The Bard was an interdisciplinary thinker centuries before it was cool.
By Tom Jacobs
William Shakespeare. (Photo: Wikimedia Commons)
Saturday marks the 400th anniversary of the death of William Shakespeare, a milestone being marked around the world with readings, lectures and, of course, performances. Given Pacific Standard’s focus on the social sciences, we thought we’d commemorate the occasion by providing a few recent examples of how his researchers in a wide range of disciplines either claim him as one of their own, or cite his works as examples of timeless wisdom.
Shakespeare the Political Scientist
Just this week, a story in TheEconomist compared Bernie Sanders to Mark Antony, frenemy of the title character in Julius Caesar. “Mr. Sanders never fails to declare his admiration and respect for his worthy opponent, while subtly undermining her,” writes the author, identified only by the initials N.M. “Et tu, Bernie.”
Sanders and Donald Trump have been referred to as “populists,” politicians with a natural ability to play to a crowd. (Think of those large rallies.) Shakespeare is generally seen as being wary of mass opinion; in several plays, he portrays the populace as easily swayed by clever rhetoric.
In a 2013 essay published in the journal Literature Compass, Jeffrey Doty of West Texas A&M University makes a contrary argument. He writes that Shakespeare’s plays “acknowledge poverty, popular anger, and elite abuses of authority,” and argues that the theater — at least in Shakespeare’s time — was a place where common people learned how to be better understand the nature of power, and thus were more resistant to manipulation by the elite.
“Since most readers gravitate to the riot scenes and find the mobs frightening, they conclude that Shakespeare was conservative,” Doty writes. “But social history equips one to read Shakespeare’s crowds not as irrational lovers of violence, but rather as stewards of the commonwealth, and conscious agents of their own material interests.”
Shakespeare the Criminologist
Granted, this one sounds like a stretch. But in a 2014 paper published in the journal Crime, Media, Culture, Harvard University’s Jeffrey Wilson argues that Shakespeare’s plays “offer an embryonic version of criminology,” noting that “the criminal events depicted in his plays reflect complex philosophical debates about crime and justice.”
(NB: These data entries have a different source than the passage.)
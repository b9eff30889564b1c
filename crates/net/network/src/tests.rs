//! Manager, propagation and fetcher behavior over in-memory sessions.

use crate::{
    fetcher::{BlockFetcher, FetcherCommand},
    manager::{NetworkConfig, NetworkManager, PeerEvent},
    peers::Session,
};
use rbtp_blockchain::{test_utils, BlockChain};
use rbtp_chainspec::{ChainSpec, ForkHash, ForkId, DEV};
use rbtp_db::MemoryStore;
use rbtp_interfaces::{
    p2p::{download::DownloadClient, headers::HeadersClient, headers::HeadersRequest},
    provider::{BlockProvider, HeaderProvider},
};
use rbtp_primitives::{
    sign_message, Address, PeerId, SealedBlock, Transaction, TransactionKind, TransactionSigned,
    B256, U256,
};
use rbtp_trie::TrieDb;
use rbtp_txpool::{PoolConfig, TxPool};
use rbtp_wire::{
    BlockHashNumber, BlockHeaders, BtpMessage, BtpVersion, GetBlockBodies, GetBlockHeaders,
    NewBlockHashes, Status, Transactions,
};
use rbtp_primitives::{BlockHashOrNumber, HeadersDirection};
use std::sync::Arc;
use tokio::sync::mpsc;

const SECRET: B256 = B256::repeat_byte(0x42);

fn transfer(nonce: u64) -> TransactionSigned {
    let tx = Transaction {
        chain_id: Some(DEV.chain_id),
        nonce,
        gas_price: 1,
        gas_limit: 21_000,
        to: TransactionKind::Call(Address::repeat_byte(9)),
        value: U256::from(1),
        input: Default::default(),
    };
    let signature = sign_message(SECRET, tx.signature_hash()).unwrap();
    TransactionSigned::from_transaction_and_signature(tx, signature)
}

struct Harness {
    manager: Arc<NetworkManager>,
    chain: Arc<BlockChain<MemoryStore>>,
    pool: Arc<TxPool>,
    fetcher_rx: mpsc::UnboundedReceiver<FetcherCommand>,
}

fn setup() -> Harness {
    let mut genesis = DEV.genesis.clone();
    genesis.alloc.insert(
        transfer(0).recover_signer().unwrap(),
        rbtp_chainspec::GenesisAccount { balance: U256::from(10_000_000u64), ..Default::default() },
    );
    let spec = Arc::new(ChainSpec::from_genesis(genesis));
    let chain = Arc::new(test_utils::test_chain(Arc::clone(&spec)));
    let head = chain.sealed_header(chain.head().hash).unwrap().unwrap();
    let pool = Arc::new(TxPool::new(
        PoolConfig::default(),
        Arc::clone(&spec),
        Arc::clone(&chain) as _,
        head,
    ));

    let (fetcher_tx, fetcher_rx) = mpsc::unbounded_channel();
    let manager = Arc::new(NetworkManager::new(
        NetworkConfig { network_id: 1337, max_peers: 16 },
        spec,
        Arc::clone(&chain) as Arc<dyn BlockProvider>,
        Arc::clone(chain.storage()) as Arc<dyn TrieDb>,
        Arc::clone(&pool),
        fetcher_tx,
    ));
    Harness { manager, chain, pool, fetcher_rx }
}

/// Connects a fully handshaked peer, returning its id and outbound queue.
fn connect(harness: &Harness) -> (PeerId, mpsc::UnboundedReceiver<BtpMessage>) {
    let peer_id = PeerId::random();
    let (out_tx, mut out_rx) = mpsc::unbounded_channel();
    harness.manager.handle_event(PeerEvent::SessionEstablished {
        peer_id,
        version: BtpVersion::Btp64,
        session: Session { outgoing: out_tx },
    });
    // the manager leads with its own status
    let ours = match out_rx.try_recv().unwrap() {
        BtpMessage::Status(status) => status,
        other => panic!("expected status, got {other:?}"),
    };

    let theirs = Status {
        version: BtpVersion::Btp64.into(),
        network_id: ours.network_id,
        total_difficulty: U256::from(1u64),
        head: ours.genesis,
        genesis: ours.genesis,
        fork_id: ours.fork_id,
    };
    harness
        .manager
        .handle_event(PeerEvent::Message { peer_id, message: BtpMessage::Status(theirs) });
    assert!(harness.manager.peers().contains(&peer_id), "handshake should succeed");
    (peer_id, out_rx)
}

#[test]
fn handshake_rejects_mismatches() {
    let harness = setup();
    let genesis = harness.chain.head().hash;

    let cases = [
        // wrong network id
        Status {
            version: 64,
            network_id: 999,
            total_difficulty: U256::ZERO,
            head: genesis,
            genesis,
            fork_id: None,
        },
        // wrong genesis
        Status {
            version: 64,
            network_id: 1337,
            total_difficulty: U256::ZERO,
            head: genesis,
            genesis: B256::repeat_byte(0x13),
            fork_id: None,
        },
        // alien fork id
        Status {
            version: 64,
            network_id: 1337,
            total_difficulty: U256::ZERO,
            head: genesis,
            genesis,
            fork_id: Some(ForkId { hash: ForkHash([9, 9, 9, 9]), next: 0 }),
        },
    ];

    for status in cases {
        let peer_id = PeerId::random();
        let (out_tx, _out_rx) = mpsc::unbounded_channel();
        harness.manager.handle_event(PeerEvent::SessionEstablished {
            peer_id,
            version: BtpVersion::Btp64,
            session: Session { outgoing: out_tx },
        });
        harness
            .manager
            .handle_event(PeerEvent::Message { peer_id, message: BtpMessage::Status(status) });
        assert!(!harness.manager.peers().contains(&peer_id));
    }
}

#[test]
fn serves_headers_with_skip_and_direction() {
    let harness = setup();
    let miner = Address::repeat_byte(0xaa);
    let mut parent = harness.chain.head().hash;
    for _ in 0..5 {
        let block = test_utils::build_block(&harness.chain, parent, vec![], miner);
        parent = block.hash();
        harness.chain.insert_block(block).unwrap();
    }

    let (peer_id, mut out_rx) = connect(&harness);

    harness.manager.handle_event(PeerEvent::Message {
        peer_id,
        message: BtpMessage::GetBlockHeaders(GetBlockHeaders {
            start_block: BlockHashOrNumber::Number(0),
            limit: 3,
            skip: 1,
            direction: HeadersDirection::Rising,
        }),
    });

    match out_rx.try_recv().unwrap() {
        BtpMessage::BlockHeaders(BlockHeaders(headers)) => {
            assert_eq!(
                headers.iter().map(|h| h.number).collect::<Vec<_>>(),
                vec![0, 2, 4],
                "skip must leave gaps"
            );
        }
        other => panic!("expected headers, got {other:?}"),
    }

    harness.manager.handle_event(PeerEvent::Message {
        peer_id,
        message: BtpMessage::GetBlockHeaders(GetBlockHeaders {
            start_block: BlockHashOrNumber::Number(4),
            limit: 10,
            skip: 0,
            direction: HeadersDirection::Falling,
        }),
    });
    match out_rx.try_recv().unwrap() {
        BtpMessage::BlockHeaders(BlockHeaders(headers)) => {
            assert_eq!(
                headers.iter().map(|h| h.number).collect::<Vec<_>>(),
                vec![4, 3, 2, 1, 0]
            );
        }
        other => panic!("expected headers, got {other:?}"),
    }
}

#[test]
fn serves_bodies_and_state_nodes() {
    let harness = setup();
    let miner = Address::repeat_byte(0xaa);
    let block =
        test_utils::build_block(&harness.chain, harness.chain.head().hash, vec![transfer(0)], miner);
    harness.chain.insert_block(block.clone()).unwrap();

    let (peer_id, mut out_rx) = connect(&harness);

    harness.manager.handle_event(PeerEvent::Message {
        peer_id,
        message: BtpMessage::GetBlockBodies(GetBlockBodies(vec![block.hash()])),
    });
    match out_rx.try_recv().unwrap() {
        BtpMessage::BlockBodies(bodies) => {
            assert_eq!(bodies.0.len(), 1);
            assert_eq!(bodies.0[0].transactions.len(), 1);
        }
        other => panic!("expected bodies, got {other:?}"),
    }

    // the genesis state root node is servable
    let state_root = harness.chain.spec().genesis_header().state_root;
    harness.manager.handle_event(PeerEvent::Message {
        peer_id,
        message: BtpMessage::GetNodeData(rbtp_wire::GetNodeData(vec![state_root])),
    });
    match out_rx.try_recv().unwrap() {
        BtpMessage::NodeData(nodes) => assert_eq!(nodes.0.len(), 1),
        other => panic!("expected node data, got {other:?}"),
    }
}

#[test]
fn ingests_broadcast_transactions() {
    let harness = setup();
    let (peer_id, mut out_rx) = connect(&harness);

    let tx = transfer(0);
    harness.manager.handle_event(PeerEvent::Message {
        peer_id,
        message: BtpMessage::Transactions(Transactions(vec![tx.clone()])),
    });
    assert!(harness.pool.contains(&tx.hash()));

    // the sending peer is never echoed its own transaction
    let pooled = harness.pool.get(&tx.hash()).unwrap();
    harness.manager.propagate_transactions(&[Arc::clone(&pooled.transaction)]);
    assert!(out_rx.try_recv().is_err());
}

#[test]
fn block_propagation_follows_sqrt_policy() {
    let harness = setup();
    let mut receivers = Vec::new();
    for _ in 0..4 {
        receivers.push(connect(&harness));
    }

    let miner = Address::repeat_byte(0xaa);
    let block = test_utils::build_block(&harness.chain, harness.chain.head().hash, vec![], miner);
    harness.chain.insert_block(block.clone()).unwrap();
    harness.manager.propagate_block(&block, U256::from(2u64));

    let mut full = 0;
    let mut announced = 0;
    for (_, out_rx) in &mut receivers {
        match out_rx.try_recv().unwrap() {
            BtpMessage::NewBlock(msg) => {
                assert_eq!(msg.block.header.number, block.number);
                full += 1;
            }
            BtpMessage::NewBlockHashes(NewBlockHashes(hashes)) => {
                assert_eq!(hashes[0].hash, block.hash());
                announced += 1;
            }
            other => panic!("unexpected message {other:?}"),
        }
    }
    // √4 peers get the body, the rest only the hash
    assert_eq!((full, announced), (2, 2));

    // a second propagation is suppressed by the known-blocks cache
    harness.manager.propagate_block(&block, U256::from(2u64));
    for (_, out_rx) in &mut receivers {
        assert!(out_rx.try_recv().is_err());
    }
}

#[test]
fn announces_are_routed_to_the_fetcher() {
    let mut harness = setup();
    let (peer_id, _out_rx) = connect(&harness);

    harness.manager.handle_event(PeerEvent::Message {
        peer_id,
        message: BtpMessage::NewBlockHashes(NewBlockHashes(vec![BlockHashNumber {
            hash: B256::repeat_byte(0x11),
            number: 1,
        }])),
    });

    match harness.fetcher_rx.try_recv().unwrap() {
        FetcherCommand::Announced { peer, hash, number } => {
            assert_eq!(peer, peer_id);
            assert_eq!(hash, B256::repeat_byte(0x11));
            assert_eq!(number, 1);
        }
        other => panic!("unexpected command {other:?}"),
    }
}

#[test]
fn unsolicited_responses_are_struck() {
    let harness = setup();
    let (peer_id, _out_rx) = connect(&harness);

    harness.manager.handle_event(PeerEvent::Message {
        peer_id,
        message: BtpMessage::BlockHeaders(BlockHeaders(vec![])),
    });
    assert_eq!(harness.manager.peers().strikes(&peer_id), Some(1));
}

#[test]
fn fetch_client_roundtrip_and_timeout() {
    let harness = setup();
    let (peer_id, mut out_rx) = connect(&harness);
    let client = harness.manager.fetch_client();

    // roundtrip
    let fut = client.get_headers(HeadersRequest::rising(0u64, 1));
    match out_rx.try_recv().unwrap() {
        BtpMessage::GetBlockHeaders(_) => {}
        other => panic!("expected headers request, got {other:?}"),
    }
    let genesis = harness.chain.header_by_number(0).unwrap().unwrap();
    harness.manager.handle_event(PeerEvent::Message {
        peer_id,
        message: BtpMessage::BlockHeaders(BlockHeaders(vec![genesis.clone()])),
    });
    let response = futures::executor::block_on(fut).unwrap();
    assert_eq!(response.peer_id(), peer_id);
    assert_eq!(response.data(), &vec![genesis]);

    // timeout: the pending request expires and the peer takes a strike
    let fut = client.get_headers(HeadersRequest::rising(0u64, 1));
    let _ = out_rx.try_recv().unwrap();
    client.tick(std::time::Instant::now() + crate::fetch::REQUEST_TIMEOUT * 2);
    let result = futures::executor::block_on(fut);
    assert!(matches!(
        result,
        Err(rbtp_interfaces::p2p::error::RequestError::Timeout)
    ));
    assert_eq!(harness.manager.peers().strikes(&peer_id), Some(1));
}

#[tokio::test(start_paused = true)]
async fn fetcher_pulls_announced_block() {
    let harness = setup();
    let (peer_id, mut out_rx) = connect(&harness);

    let client = harness.manager.fetch_client();
    let (commands, commands_rx) = mpsc::unbounded_channel();
    let fetcher = BlockFetcher::new(
        client.clone(),
        Arc::clone(&harness.chain),
        Arc::clone(&harness.chain) as Arc<dyn BlockProvider>,
        commands_rx,
    );
    tokio::spawn(fetcher.run());

    // the block exists off-chain; the peer will serve it on request
    let block = test_utils::build_block(
        &harness.chain,
        harness.chain.head().hash,
        vec![],
        Address::repeat_byte(0xcc),
    );
    let announced: SealedBlock = block.clone();

    // script the peer: answer header and body requests through the manager
    let manager = Arc::clone(&harness.manager);
    tokio::spawn(async move {
        while let Some(message) = out_rx.recv().await {
            match message {
                BtpMessage::GetBlockHeaders(_) => {
                    manager.handle_event(PeerEvent::Message {
                        peer_id,
                        message: BtpMessage::BlockHeaders(BlockHeaders(vec![
                            announced.header().clone()
                        ])),
                    });
                }
                BtpMessage::GetBlockBodies(_) => {
                    manager.handle_event(PeerEvent::Message {
                        peer_id,
                        message: BtpMessage::BlockBodies(rbtp_wire::BlockBodies(vec![
                            rbtp_primitives::BlockBody {
                                transactions: announced.body.clone(),
                                ommers: announced.ommers.clone(),
                            },
                        ])),
                    });
                }
                _ => {}
            }
        }
    });

    commands
        .send(FetcherCommand::Announced { peer: peer_id, hash: block.hash(), number: block.number })
        .unwrap();

    // the arrival delay is virtual under paused time
    for _ in 0..50 {
        tokio::time::sleep(std::time::Duration::from_millis(100)).await;
        if harness.chain.head().hash == block.hash() {
            return
        }
    }
    panic!("announced block was never imported");
}

#[tokio::test(start_paused = true)]
async fn fetcher_enforces_announce_quota() {
    let harness = setup();
    let (peer_id, _out_rx) = connect(&harness);

    let client = harness.manager.fetch_client();
    let (_commands, commands_rx) = mpsc::unbounded_channel();
    let mut fetcher = BlockFetcher::new(
        client.clone(),
        Arc::clone(&harness.chain),
        Arc::clone(&harness.chain) as Arc<dyn BlockProvider>,
        commands_rx,
    );

    // flood with in-range announces; the quota trips and the peer is
    // eventually dropped by accumulated strikes
    for i in 0..300u64 {
        let mut hash = [0u8; 32];
        hash[..8].copy_from_slice(&i.to_be_bytes());
        fetcher_test_announce(&mut fetcher, peer_id, B256::from(hash), 1);
    }
    assert!(client.num_connected_peers() == 0 || harness.manager.peers().strikes(&peer_id).is_some());
}

// test-only shim over the private announce path
fn fetcher_test_announce<I: rbtp_interfaces::provider::BlockImport + 'static>(
    fetcher: &mut BlockFetcher<I>,
    peer: PeerId,
    hash: B256,
    number: u64,
) {
    fetcher.handle_announce_for_tests(peer, hash, number);
}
“The consistency with which Shakespeare represents crime, the depths he searches in the criminal mind, the connections he draws between culture and crime, and the skeptical attitude he displays when doing so all make his works particularly relevant to the criminologist,” he writes.
CSI: Clever Shakespearean Investigation?
Shakespeare the Leadership Training Scholar
Since at least the 1999 publication of Shakespeare on Management, the Bard’s plays have been mined for insights into smart corporate leadership. In 2014, Calcutta-based scholar Apoorva Bharadwaj asked whether those tips were truly relevant outside of the British culture he helped create.
Looking at the GLOBE project (Global Leadership and Organizational Behavior Effectiveness), which analyzes leadership practices all over the world, Bharadwaj concludes that, indeed, many of Shakespeare’s insights are widely applicable, so long as they “are tailored to fit a given country’s cultural heritage.”
“Some of the GLOBE universal positive leader attributes are confidence builder, just, motivational, communicative, and intelligent, which Henry V personifies,” she writes in the Journal of Creative Communications. “Some of the GLOBE universal negative leader traits are loner, asocial, ruthless, dictatorial, egocentric, which correspond to the fatal flaws that Shakespeare depicts in his Hamlet, Macbeth, Richard III, and King Lear, to name a few.”
Actually, Richard III’s pamphlet The Art of the Dirty Deal was pretty popular in its day.
Shakespeare the Psychologist
Researchers who study the mind tend to be the ones most enamored of Shakespeare, and for good reason: In a 2009 paper, the University of Toronto’s Keith Oatley refers to the playwright as “the psychologist of Avon.” Last year, the highly influential Harvard University psychologist Steven Pinker wrote in The Atlantic that “the bard was one of our first and greatest psychologists.”
Pinker’s lovely essay focuses on Measure for Measure, in which a puritanical man who is temporarily put in charge of the city of Vienna begins enforcing a strict code of sexual conduct, with aberrant behavior punished by death.
“It’s a reminder that the horrors of the Islamic State are nothing new,” Pinker writes, noting that “puritanical legal codes and barbaric punishments” are part of our own cultural heritage, not just that of radical Islam.
His larger point is that, “in seven words, Shakespeare sums up a good portion of the findings of modern psychology: most ignorant of what he’s most assured.” Modern psychology has shown over and over again that “human beings are absurdly overconfident in their own knowledge, wisdom, and rectitude. Everyone thinks that he or she is right, and that the people they disagree with are stupid, stubborn, and ignorant.”
Pinker illuminates what is perhaps the deepest value of Shakespeare, even beyond the beauty of the poetry and the cathartic power of the tragedies: In his characters, we see reflections of ourselves, including aspects we would rather not acknowledge. Look, listen, learn.